Wah, satu fakta yang baru kuketahui tentang tokoh utamaku. Jago programming, selalu tenang dalam segala keadaan, usia pertengahan dua puluhan, rajin menjaga kebugaran tubuh, hangat dan ramah, rambut hitam lurus, mata coklat gelap, bersuara berat. Aku membuat daftar karakter di otakku. Namun, aku belum memasukkan kelemahannya. Kira-kira apa yang tampak ketika Smile Master melepas topengnya? Oh, iya, ditilik dari cara bicaranya, sepertinya ia orang yang kaku terhadap aturan. Terlalu lurus dan membosankan. Kurasa hingga saat ini ia masih jomlo.

“Sudah selesai.” Akhirnya, Smile Master menghentikan tarian jarinya di atas kibor. Luar biasa, dalam sekejap, artikel-artikelku telah menjelajah dunia, dan sekarang aku akan meninggalkan kamarku yang nyaman. Aku hanya perlu membawa ponsel dan laptop yang sudah “dibersihkan” karena keperluanku yang lain telah disiapkan tim Smile Master. Ia berkoordinasi dengan tokoh-tokoh lain untuk membuat lorong rahasia dari kamar apartemenku. Tidak hanya itu, sebuah video fiktif yang memperlihatkan aku masih terus mengetik di ruang tengah juga telah disiapkan, menimpa rekaman CCTV sejak pukul sembilan malam tadi hingga saat kepergianku dua menit lagi.
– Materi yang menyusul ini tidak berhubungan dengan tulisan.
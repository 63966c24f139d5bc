//! Idempotent daily counter.
//!
//! Each not-yet-counted [`FoundController`] adds one to the
//! [`DailyCount`] for the day it was first seen and its display name, and
//! is flagged `counted` in the same transaction. Re-running the counter
//! over the same keys changes nothing.

use std::collections::BTreeMap;
use std::sync::Arc;

use anyhow::Result;
use futures::stream::{self, StreamExt, TryStreamExt};

use crate::context::Services;
use crate::models::{DailyCount, FoundController, Key, KIND_FOUND_CONTROLLER};
use crate::store::{from_entity, run_in_transaction, to_entity};

#[derive(Debug, Clone, Copy, Default, PartialEq, Eq)]
pub struct CountReport {
    /// Records newly reflected into daily counts.
    pub counted: usize,
    /// Records already counted.
    pub skipped: usize,
    pub missing: usize,
    /// Day buckets written.
    pub buckets: usize,
}

impl CountReport {
    fn absorb(&mut self, other: CountReport) {
        self.counted += other.counted;
        self.skipped += other.skipped;
        self.missing += other.missing;
        self.buckets += other.buckets;
    }
}

async fn count_group(svc: &Services, keys: Vec<Key>) -> Result<CountReport> {
    let keys = Arc::new(keys);
    run_in_transaction(svc.store.as_ref(), svc.settings.tx_attempts, move |tx| {
        let keys = Arc::clone(&keys);
        Box::pin(async move {
            let mut report = CountReport::default();
            let records = tx.get_multi(&keys).await?;

            let mut increments: BTreeMap<(String, String), i64> = BTreeMap::new();
            let mut flipped = Vec::new();
            for (key, entity) in keys.iter().zip(records) {
                let Some(entity) = entity else {
                    tracing::warn!(key = %key, "controller missing, not counting");
                    report.missing += 1;
                    continue;
                };
                let mut fc: FoundController = from_entity(entity)?;
                if fc.counted {
                    report.skipped += 1;
                    continue;
                }
                fc.counted = true;
                *increments.entry((fc.day_bucket(), fc.name.clone())).or_default() += 1;
                flipped.push((key.clone(), fc));
            }

            if increments.is_empty() {
                tracing::debug!("nothing to do");
                return Ok(report);
            }

            let bucket_keys: Vec<Key> = increments
                .keys()
                .map(|(day, name)| DailyCount::key_for(day, name))
                .collect();
            let current = tx.get_multi(&bucket_keys).await?;
            for ((bucket_key, ((day, name), incr)), existing) in
                bucket_keys.into_iter().zip(increments).zip(current)
            {
                let mut bucket = match existing {
                    Some(entity) => from_entity::<DailyCount>(entity)?,
                    None => DailyCount {
                        day,
                        name,
                        count: 0,
                    },
                };
                bucket.count += incr;
                tx.put(bucket_key, to_entity(&bucket)?);
                report.buckets += 1;
            }

            report.counted = flipped.len();
            for (key, fc) in flipped {
                tx.put(key, to_entity(&fc)?);
            }
            Ok(report)
        })
    })
    .await
}

/// Count a batch of [`FoundController`] keys in small transactional groups.
///
/// Groups run concurrently; a group that exhausts its transaction attempts
/// fails the whole call.
#[tracing::instrument(skip_all, fields(keys = keys.len()))]
pub async fn count_usage(svc: &Services, keys: Vec<Key>) -> Result<CountReport> {
    let (keys, foreign): (Vec<Key>, Vec<Key>) =
        keys.into_iter().partition(|k| k.kind == KIND_FOUND_CONTROLLER);
    for key in &foreign {
        tracing::warn!(key = %key, "not a controller key, skipping");
    }

    let group_size = svc.settings.tx_group_size.max(1);
    let groups: Vec<Vec<Key>> = keys.chunks(group_size).map(<[Key]>::to_vec).collect();

    let reports: Vec<CountReport> = stream::iter(groups)
        .map(|group| count_group(svc, group))
        .buffer_unordered(svc.settings.concurrency.max(1))
        .try_collect()
        .await?;

    let mut total = CountReport::default();
    for report in reports {
        total.absorb(report);
    }
    tracing::info!(
        counted = total.counted,
        skipped = total.skipped,
        buckets = total.buckets,
        "counted usage"
    );
    Ok(total)
}
//! Usage payload → board sightings.
//!
//! A usage submission lists every controller the ground station saw under
//! `boardsSeen`. Each listing is resolved to a canonical identity (the
//! reported UUID, or a SHA-256 of the CPU serial when no UUID was sent),
//! its display name is canonicalized through the [`AliasTable`], and
//! duplicates within one submission collapse to the last listing.

use std::collections::{BTreeMap, HashMap};

use anyhow::{Context, Result};
use serde::Deserialize;
use serde_json::Value;
use sha2::{Digest, Sha256};

use crate::models::{BoardSighting, SubmissionMeta, UsageEnvelope};

/// Display-name aliases applied before aggregation.
#[derive(Debug, Clone, PartialEq, Eq)]
pub struct AliasTable {
    aliases: BTreeMap<String, String>,
}

impl Default for AliasTable {
    fn default() -> Self {
        let mut aliases = BTreeMap::new();
        aliases.insert("CopterControl".to_string(), "CC3D".to_string());
        Self { aliases }
    }
}

impl AliasTable {
    /// Built-in aliases plus `extra`, which wins on conflict.
    pub fn with_extra<I>(extra: I) -> Self
    where
        I: IntoIterator<Item = (String, String)>,
    {
        let mut table = Self::default();
        table.aliases.extend(extra);
        table
    }

    pub fn canonical<'a>(&'a self, name: &'a str) -> &'a str {
        self.aliases.get(name).map(String::as_str).unwrap_or(name)
    }

    pub fn len(&self) -> usize {
        self.aliases.len()
    }

    pub fn is_empty(&self) -> bool {
        self.aliases.is_empty()
    }
}

/// Collapse a ground-station OS description to a family name.
pub fn abbrev_os(os: &str) -> &str {
    const LINUX: &[&str] = &["Ubuntu", "openSUSE", "Gentoo", "Arch", "Debian"];
    if os.starts_with("Windows") {
        "Windows"
    } else if LINUX.iter().any(|p| os.starts_with(p)) {
        "Linux"
    } else if os.starts_with("OS X") {
        "Mac"
    } else {
        os
    }
}

/// One `boardsSeen` listing as clients send it.
#[derive(Debug, Clone, Default, Deserialize)]
#[serde(default)]
pub struct SeenBoard {
    #[serde(rename = "ID", alias = "id", alias = "Id")]
    pub id: i64,
    #[serde(rename = "CPU", alias = "cpu", alias = "Cpu")]
    pub cpu: String,
    #[serde(rename = "UUID", alias = "uuid", alias = "Uuid")]
    pub uuid: String,
    #[serde(rename = "FwHash", alias = "fwHash", alias = "fwhash")]
    pub fw_hash: String,
    #[serde(rename = "GitHash", alias = "gitHash", alias = "githash")]
    pub git_hash: String,
    #[serde(rename = "GitTag", alias = "gitTag", alias = "gittag")]
    pub git_tag: String,
    #[serde(rename = "Name", alias = "name")]
    pub name: String,
    #[serde(rename = "UavoHash", alias = "uavoHash", alias = "uavohash")]
    pub uavo_hash: String,
}

impl SeenBoard {
    /// The reported UUID, else the hex SHA-256 of the CPU serial.
    pub fn identity(&self) -> Option<String> {
        if !self.uuid.is_empty() {
            return Some(self.uuid.clone());
        }
        if self.cpu.is_empty() {
            return None;
        }
        Some(hex::encode(Sha256::digest(self.cpu.as_bytes())))
    }
}

/// The parts of a usage submission the rollup reads.
#[derive(Debug, Clone, Default, Deserialize)]
#[serde(default)]
pub struct UsagePayload {
    #[serde(rename = "boardsSeen", alias = "BoardsSeen", alias = "boardsseen")]
    pub boards_seen: Vec<SeenBoard>,
    #[serde(rename = "currentOS", alias = "CurrentOS", alias = "currentOs")]
    pub current_os: String,
    #[serde(rename = "currentArch", alias = "CurrentArch")]
    pub current_arch: String,
    #[serde(rename = "gcs_version", alias = "GCSVersion", alias = "gcsVersion")]
    pub gcs_version: String,
    #[serde(rename = "shareIP", alias = "ShareIP", alias = "shareIp")]
    pub share_ip: Value,
}

impl UsagePayload {
    pub fn parse(raw: &Value) -> Result<Self> {
        Self::deserialize(raw).context("usage payload does not match the expected shape")
    }

    /// Clients send `"true"`; a JSON boolean is accepted as well.
    pub fn shares_address(&self) -> bool {
        match &self.share_ip {
            Value::Bool(b) => *b,
            Value::String(s) => s == "true",
            _ => false,
        }
    }
}

/// Stable fingerprint of a submission: same envelope, same fingerprint.
pub fn fingerprint(envelope: &UsageEnvelope) -> String {
    let mut hasher = Sha256::new();
    hasher.update(envelope.timestamp.to_rfc3339().as_bytes());
    hasher.update([0]);
    hasher.update(envelope.ip.as_bytes());
    hasher.update([0]);
    hasher.update(envelope.raw_data.to_string().as_bytes());
    hex::encode(&hasher.finalize()[..16])
}

/// Extract the de-duplicated sightings of one submission.
///
/// Fails only when the payload itself is unusable; listings without any
/// identity are logged and dropped.
pub fn extract(envelope: &UsageEnvelope, aliases: &AliasTable) -> Result<Vec<BoardSighting>> {
    let payload = UsagePayload::parse(&envelope.raw_data)?;
    let meta = SubmissionMeta {
        fingerprint: fingerprint(envelope),
        timestamp: envelope.timestamp,
        os: payload.current_os.clone(),
        arch: payload.current_arch.clone(),
        version: payload.gcs_version.clone(),
        addr: envelope.ip.clone(),
        share_addr: payload.shares_address(),
        country: envelope.country.clone(),
        region: envelope.region.clone(),
        city: envelope.city.clone(),
        lat: envelope.lat,
        lon: envelope.lon,
    };

    let mut sightings: Vec<BoardSighting> = Vec::new();
    let mut positions: HashMap<String, usize> = HashMap::new();
    for board in &payload.boards_seen {
        let Some(identity) = board.identity() else {
            tracing::info!(name = %board.name, id = board.id, "no UUID or CPU id in listing");
            continue;
        };
        let sighting = BoardSighting {
            identity: identity.clone(),
            name: aliases.canonical(&board.name).to_string(),
            hardware_rev: board.id & 0xff,
            git_hash: board.git_hash.clone(),
            git_tag: board.git_tag.clone(),
            uavo_hash: board.uavo_hash.clone(),
            meta: meta.clone(),
        };
        match positions.get(&identity) {
            Some(&i) => sightings[i] = sighting,
            None => {
                positions.insert(identity, sightings.len());
                sightings.push(sighting);
            }
        }
    }
    Ok(sightings)
}

#[cfg(test)]
mod tests {
    use super::*;
    use chrono::{TimeZone, Utc};
    use serde_json::json;

    fn envelope(raw: Value) -> UsageEnvelope {
        UsageEnvelope {
            ip: "1.2.3.4".to_string(),
            country: "US".to_string(),
            region: "CA".to_string(),
            city: "Davis".to_string(),
            lat: 38.5,
            lon: -121.7,
            timestamp: Utc.timestamp_opt(1_450_000_000, 0).unwrap(),
            raw_data: raw,
        }
    }

    #[test]
    fn test_abbrev_os() {
        assert_eq!(abbrev_os("Windows 10"), "Windows");
        assert_eq!(abbrev_os("Ubuntu 15.10"), "Linux");
        assert_eq!(abbrev_os("Arch Linux"), "Linux");
        assert_eq!(abbrev_os("OS X 10.11"), "Mac");
        assert_eq!(abbrev_os("FreeBSD"), "FreeBSD");
    }

    #[test]
    fn test_alias_table_extra_entries() {
        let table = AliasTable::with_extra([("Revolution".to_string(), "Revo".to_string())]);
        assert_eq!(table.canonical("CopterControl"), "CC3D");
        assert_eq!(table.canonical("Revolution"), "Revo");
        assert_eq!(table.canonical("Sparky2"), "Sparky2");
        assert_eq!(table.len(), 2);
    }

    #[test]
    fn test_identity_prefers_uuid_then_cpu_hash() {
        let raw = json!({
            "boardsSeen": [
                {"UUID": "u-1", "CPU": "cpu-a", "Name": "CopterControl", "ID": 0x0401},
                {"CPU": "cpu-b", "Name": "Revolution", "ID": 0x0903},
                {"Name": "Orphan"}
            ],
            "currentOS": "Windows 7",
            "shareIP": "true"
        });
        let sightings = extract(&envelope(raw), &AliasTable::default()).unwrap();
        assert_eq!(sightings.len(), 2);
        assert_eq!(sightings[0].identity, "u-1");
        assert_eq!(sightings[0].name, "CC3D");
        assert_eq!(sightings[0].hardware_rev, 1);
        assert_eq!(
            sightings[1].identity,
            hex::encode(Sha256::digest(b"cpu-b"))
        );
        assert_eq!(sightings[1].hardware_rev, 3);
        assert!(sightings[0].meta.share_addr);
        assert_eq!(sightings[0].meta.os, "Windows 7");
    }

    #[test]
    fn test_last_listing_wins_within_submission() {
        let raw = json!({
            "boardsSeen": [
                {"UUID": "u-1", "Name": "first"},
                {"UUID": "u-2", "Name": "other"},
                {"UUID": "u-1", "Name": "second"}
            ]
        });
        let sightings = extract(&envelope(raw), &AliasTable::default()).unwrap();
        assert_eq!(sightings.len(), 2);
        assert_eq!(sightings[0].identity, "u-1");
        assert_eq!(sightings[0].name, "second");
    }

    #[test]
    fn test_lowercase_field_names_accepted() {
        let raw = json!({"boardsSeen": [{"uuid": "x", "name": "Sparky2", "id": 7}]});
        let sightings = extract(&envelope(raw), &AliasTable::default()).unwrap();
        assert_eq!(sightings[0].identity, "x");
        assert_eq!(sightings[0].name, "Sparky2");
        assert!(!sightings[0].meta.share_addr);
    }

    #[test]
    fn test_malformed_payload_is_an_error() {
        assert!(extract(&envelope(json!({"boardsSeen": "nope"})), &AliasTable::default()).is_err());
        assert!(extract(&envelope(json!([1, 2])), &AliasTable::default()).is_err());
    }

    #[test]
    fn test_fingerprint_is_stable() {
        let a = envelope(json!({"boardsSeen": []}));
        let mut b = a.clone();
        assert_eq!(fingerprint(&a), fingerprint(&b));
        b.ip = "5.6.7.8".to_string();
        assert_ne!(fingerprint(&a), fingerprint(&b));
    }
}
“Sebelum berangkat, saya ingin menanyakan satu lagi hal penting.” Smile Master berdiri dengan wajah sangat serius dan mata yang menyorot tajam padaku.

Aku mengangkat alis, mempersilakannya untuk melanjutkan, dan bersiap mendengarkan dengan jantung yang berdetak kencang. Semoga bukan tentang keluargaku.

“Apa Kakak tidak berpikir bahwa nama ‘Smile Master’ ini sangat norak? Saya tidak suka dan ingin ganti nama.”

Yang benar saja! Di saat genting seperti ini, ia malah memikirkan soal nama? Selera humor yang rendah. Kutambahkan poin itu dalam daftar kekurangan tokoh utama.

Aku hendak mengabaikan pertanyaan itu dan beranjak pergi, tetapi Smile Master masih kokoh di tempatnya, tampak tidak akan bergerak sampai aku menjawab pertanyaannya. “Oke, oke, nanti kupikirkan nama yang lebih bagus.”

Tokoh utamaku mengangguk puas lalu menunjukkan jalan ke tempat persembunyian  kami, tepat sebelum bel apartemenku berbunyi.***

Tangerang, 14 Desember 2025

M Indah adalah seorang ibu rumah tangga yang sedang belajar menulis cerita tetapi tak jua berhasil menulis dengan baik.